Catherine died in 1510 at age 63, allegedly after contracting a disease from one of her patients. She was buried in the hospital chapel, but 18 months later the casket was damaged by water and the tomb was opened to check the remains. “[T]he casket was found in a deplorable condition; however, the body of the saint remained perfectly incorrupt and spotless. … Many miracles were recorded as having taken place at this time, and a popular cultus began” (“The Incorruptibles,” Joan Carroll Cruz).

In 1737, she was canonized by Pope Clement XII (r. 1730-40). Catherine wrote two classic works: “A Treatise on Purgatory” and “A Dialogue of the Soul and the Body.” The Church concluded these writings alone were evidence of her sanctity.

D.D. Emmons writes from Pennsylvania.

Catherine rejected indulgences
Catherine did not seek the Church doctrine of indulgences as a way to shorten or eliminate her time in purgatory.

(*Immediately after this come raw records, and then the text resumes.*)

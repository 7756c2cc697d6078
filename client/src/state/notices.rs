//! Transient notification tray shared by every page.
//!
//! DESIGN
//! ======
//! Pages push notices instead of rendering their own error banners, so one
//! tray owns placement and auto-dismissal.

#[cfg(test)]
#[path = "notices_test.rs"]
mod notices_test;

/// How long a notice stays visible before auto-dismissal.
pub const NOTICE_TTL_MS: u32 = 5_000;

/// Visual severity of a notice.
#[derive(Clone, Copy, Debug, PartialEq, Eq)]
pub enum NoticeLevel {
    Success,
    Error,
}

/// One toast message.
#[derive(Clone, Debug, PartialEq, Eq)]
pub struct Notice {
    pub id: String,
    pub level: NoticeLevel,
    pub text: String,
}

/// Notices currently on screen, oldest first.
#[derive(Clone, Debug, Default)]
pub struct NoticeState {
    pub items: Vec<Notice>,
}

impl NoticeState {
    /// Append a notice and return its id for later dismissal.
    pub fn push(&mut self, level: NoticeLevel, text: impl Into<String>) -> String {
        let id = uuid::Uuid::new_v4().to_string();
        self.items.push(Notice { id: id.clone(), level, text: text.into() });
        id
    }

    pub fn dismiss(&mut self, id: &str) {
        self.items.retain(|n| n.id != id);
    }
}
//! Signup page: creates an account via `auth/signup`, then sends the user to
//! the login page.

#[cfg(test)]
#[path = "signup_test.rs"]
mod signup_test;

use leptos::prelude::*;
use leptos_router::NavigateOptions;
use leptos_router::hooks::use_navigate;

use crate::net::api::HttpApi;
use crate::net::types::SignupRequest;
use crate::state::notices::NoticeState;
use crate::util::notify::{notify_error, notify_invalid, notify_success};
use crate::util::routes::AppRoute;

fn validate_signup_input(username: &str, email: &str, password: &str) -> Result<SignupRequest, &'static str> {
    let username = username.trim();
    let email = email.trim();
    if username.is_empty() || email.is_empty() || password.is_empty() {
        return Err("Fill in username, email and password.");
    }
    let has_domain = email
        .split_once('@')
        .is_some_and(|(local, domain)| !local.is_empty() && domain.contains('.'));
    if !has_domain {
        return Err("Enter a valid email address.");
    }
    Ok(SignupRequest { username: username.to_owned(), email: email.to_owned(), password: password.to_owned() })
}

#[component]
pub fn SignupPage() -> impl IntoView {
    let api = expect_context::<HttpApi>();
    let notices = expect_context::<RwSignal<NoticeState>>();
    let navigate = use_navigate();

    let username = RwSignal::new(String::new());
    let email = RwSignal::new(String::new());
    let password = RwSignal::new(String::new());
    let busy = RwSignal::new(false);

    let on_submit = move |ev: leptos::ev::SubmitEvent| {
        ev.prevent_default();
        if busy.get_untracked() {
            return;
        }
        let request = match validate_signup_input(&username.get_untracked(), &email.get_untracked(), &password.get_untracked()) {
            Ok(request) => request,
            Err(msg) => {
                notify_invalid(notices, msg);
                return;
            }
        };
        busy.set(true);
        let api = api.clone();
        let navigate = navigate.clone();
        leptos::task::spawn_local(async move {
            match api.signup(&request).await {
                Ok(account) => {
                    log::info!("signup: created account {}", account.username);
                    notify_success(notices, "Account created. Please log in.");
                    navigate(AppRoute::Login.path(), NavigateOptions::default());
                }
                Err(err) => notify_error(notices, &err),
            }
            busy.set(false);
        });
    };

    view! {
        <div class="auth-page">
            <form class="auth-card" on:submit=on_submit>
                <h1 class="auth-card__title">"Create an account"</h1>
                <input
                    class="auth-input"
                    type="text"
                    autocomplete="username"
                    placeholder="Username"
                    prop:value=move || username.get()
                    on:input=move |ev| username.set(event_target_value(&ev))
                />
                <input
                    class="auth-input"
                    type="email"
                    autocomplete="email"
                    placeholder="you@example.com"
                    prop:value=move || email.get()
                    on:input=move |ev| email.set(event_target_value(&ev))
                />
                <input
                    class="auth-input"
                    type="password"
                    autocomplete="new-password"
                    placeholder="Password"
                    prop:value=move || password.get()
                    on:input=move |ev| password.set(event_target_value(&ev))
                />
                <button class="auth-button" type="submit" disabled=move || busy.get()>
                    {move || if busy.get() { "Creating account..." } else { "Sign up" }}
                </button>
                <p class="auth-card__switch">
                    "Already registered? "
                    <a href=AppRoute::Login.path()>"Log in"</a>
                </p>
            </form>
        </div>
    }
}
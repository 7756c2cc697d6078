//! Question/answer exchange state.

#[cfg(test)]
#[path = "qa_test.rs"]
mod qa_test;

#[derive(Clone, Debug, Default)]
pub struct QaState {
    pub question: String,
    pub answer: Option<String>,
    pub loading: bool,
}

impl QaState {
    /// Start a query: clears the previous answer. Returns the trimmed
    /// question, or `None` when it is blank or a query is already running.
    pub fn begin(&mut self) -> Option<String> {
        let question = self.question.trim();
        if question.is_empty() || self.loading {
            return None;
        }
        let question = question.to_owned();
        self.answer = None;
        self.loading = true;
        Some(question)
    }

    /// Finish a query; `None` records a failure.
    pub fn finish(&mut self, answer: Option<String>) {
        self.answer = answer;
        self.loading = false;
    }

    /// Answer to display; hidden while a query runs.
    pub fn visible_answer(&self) -> Option<&str> {
        if self.loading { None } else { self.answer.as_deref().filter(|a| !a.is_empty()) }
    }

    pub fn submit_label(&self) -> &'static str {
        if self.loading { "Getting Answer..." } else { "Get Answer" }
    }
}
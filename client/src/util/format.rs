//! Display formatting helpers.

#[cfg(test)]
#[path = "format_test.rs"]
mod format_test;

/// Calendar date of an ISO-8601 timestamp (`2024-05-01T10:22:03` -> `2024-05-01`).
/// Values without a time part are returned trimmed; unparseable input is
/// shown as-is rather than hidden.
pub fn upload_date(created_at: &str) -> String {
    let trimmed = created_at.trim();
    let date = trimmed.split(['T', ' ']).next().unwrap_or(trimmed);
    let looks_like_date = date.len() == 10
        && date
            .char_indices()
            .all(|(i, c)| if i == 4 || i == 7 { c == '-' } else { c.is_ascii_digit() });
    if looks_like_date { date.to_owned() } else { trimmed.to_owned() }
}

/// Button label for a document's retrieval toggle.
pub fn qa_toggle_label(enabled_for_qa: bool) -> &'static str {
    if enabled_for_qa { "Enabled for QA" } else { "Click to Enable QA" }
}

/// Success notice after toggling; `was_enabled` is the state before the toggle.
pub fn qa_toggle_notice(was_enabled: bool) -> &'static str {
    if was_enabled { "Document disabled for QA" } else { "Document enabled for QA" }
}

/// File name from a file input's value, dropping the browser's fake path
/// (`C:\fakepath\report.pdf` -> `report.pdf`).
pub fn picked_file_name(input_value: &str) -> Option<String> {
    let name = input_value.rsplit(['\\', '/']).next().unwrap_or_default().trim();
    if name.is_empty() { None } else { Some(name.to_owned()) }
}
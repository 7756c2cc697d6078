use super::*;

#[test]
fn normalize_base_url_defaults_when_unset_or_blank() {
    assert_eq!(normalize_base_url(None), DEFAULT_API_URL);
    assert_eq!(normalize_base_url(Some("   ")), DEFAULT_API_URL);
    assert_eq!(normalize_base_url(Some("/")), DEFAULT_API_URL);
}

#[test]
fn normalize_base_url_strips_trailing_slashes() {
    assert_eq!(normalize_base_url(Some("https://rag.example.com//")), "https://rag.example.com");
}

#[test]
fn endpoint_joins_with_single_slash() {
    assert_eq!(endpoint("http://localhost:8000", "auth/validate"), "http://localhost:8000/auth/validate");
    assert_eq!(endpoint("http://localhost:8000/", "/rag/query"), "http://localhost:8000/rag/query");
}
//! Utility helpers shared across client UI modules.
//!
//! SYSTEM CONTEXT
//! ==============
//! Pure decision and formatting logic lives here so pages and components stay
//! thin and the rules stay testable outside the browser.

pub mod format;
pub mod guard;
pub mod notify;
pub mod routes;
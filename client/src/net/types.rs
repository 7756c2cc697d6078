//! Wire DTOs for the RAG backend's HTTP API.
//!
//! DESIGN
//! ======
//! Field names mirror the backend's JSON payloads exactly so serde needs no
//! renames. Response types tolerate unknown fields.

#[cfg(test)]
#[path = "types_test.rs"]
mod types_test;

use serde::{Deserialize, Serialize};

/// Session selector the backend's document-selection model requires.
pub const DEFAULT_SELECTION_SESSION: &str = "default";

/// Identity returned by `GET auth/validate`.
#[derive(Clone, Debug, PartialEq, Eq, Serialize, Deserialize)]
pub struct Identity {
    pub username: String,
}

/// Credentials posted form-encoded to `auth/login`.
#[derive(Clone, Debug, PartialEq, Eq)]
pub struct LoginForm {
    pub username: String,
    pub password: String,
}

impl LoginForm {
    /// Form fields in the order the backend's OAuth2 password form expects.
    pub fn fields(&self) -> [(&'static str, &str); 2] {
        [("username", self.username.as_str()), ("password", self.password.as_str())]
    }
}

/// JSON body for `auth/signup`.
#[derive(Clone, Debug, PartialEq, Eq, Serialize)]
pub struct SignupRequest {
    pub username: String,
    pub email: String,
    pub password: String,
}

/// Account summary returned from a successful signup.
#[derive(Clone, Debug, PartialEq, Eq, Deserialize)]
pub struct SignupResponse {
    pub id: String,
    pub username: String,
}

/// A stored document as listed by `GET documents/list`.
#[derive(Clone, Debug, PartialEq, Eq, Serialize, Deserialize)]
pub struct Document {
    /// Document identifier (UUID string).
    pub id: String,
    /// Original file name.
    pub name: String,
    /// Upload timestamp, ISO-8601.
    pub created_at: String,
    /// Whether the document participates in retrieval.
    pub enabled_for_qa: bool,
}

/// JSON body for `documents/select`.
#[derive(Clone, Debug, PartialEq, Eq, Serialize)]
pub struct DocumentSelection {
    pub session_id: String,
    pub document_ids: Vec<String>,
}

impl DocumentSelection {
    pub fn new(document_ids: Vec<String>) -> Self {
        Self { session_id: DEFAULT_SELECTION_SESSION.to_owned(), document_ids }
    }
}

/// JSON body for `rag/query`.
#[derive(Clone, Debug, PartialEq, Eq, Serialize)]
pub struct QueryRequest {
    pub question: String,
}

/// Generated answer returned by `rag/query`.
#[derive(Clone, Debug, PartialEq, Eq, Deserialize)]
pub struct QueryAnswer {
    pub answer: String,
}

/// Error envelope the backend attaches to non-2xx responses.
///
/// Application errors arrive as `{"error": {"code", "message"}}`; framework
/// errors as `{"detail": ...}`. Some handlers add a `type` discriminator.
#[derive(Clone, Debug, Default, PartialEq, Eq, Deserialize)]
pub struct ErrorBody {
    #[serde(default)]
    pub error: Option<ErrorDetail>,
    #[serde(default, deserialize_with = "deserialize_detail")]
    pub detail: Option<String>,
    #[serde(default)]
    pub message: Option<String>,
    #[serde(default, rename = "type")]
    pub kind: Option<String>,
}

/// Structured `error` member of [`ErrorBody`].
#[derive(Clone, Debug, Default, PartialEq, Eq, Deserialize)]
pub struct ErrorDetail {
    #[serde(default)]
    pub code: Option<String>,
    #[serde(default)]
    pub message: Option<String>,
}

/// `detail` is a string for raised HTTP errors but a list of field errors for
/// request validation failures; the latter is flattened to its `msg` entries.
fn deserialize_detail<'de, D>(deserializer: D) -> Result<Option<String>, D::Error>
where
    D: serde::Deserializer<'de>,
{
    let value = Option::<serde_json::Value>::deserialize(deserializer)?;
    Ok(match value {
        None | Some(serde_json::Value::Null) => None,
        Some(serde_json::Value::String(s)) => Some(s),
        Some(serde_json::Value::Array(items)) => {
            let messages: Vec<&str> = items
                .iter()
                .filter_map(|item| item.get("msg").and_then(serde_json::Value::as_str))
                .collect();
            if messages.is_empty() { None } else { Some(messages.join("; ")) }
        }
        Some(other) => Some(other.to_string()),
    })
}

She didn’t doubt the merits of indulgences, but preferred the pain of purgatory to satisfy any temporal punishment due from her sins. When considering her for sainthood, the Vatican “did not consider her rejection of indulgences as negatively impacting her virtue.” They concluded “that we should not confound safety with perfection: It appears indeed to be safer to atone for one’s fault both by one’s own good works and by indulgences, but not more perfect, supposing that a man abstains from indulgences because his love of God and his detestation of having offended him are so great that his desires to make satisfaction to him by bearing the whole of the merited punishment” (“The Mystical Element of Religion: As Studied in Saint Catherine of Genoa and Her Friends, Vol. I,” Baron Von Hugel).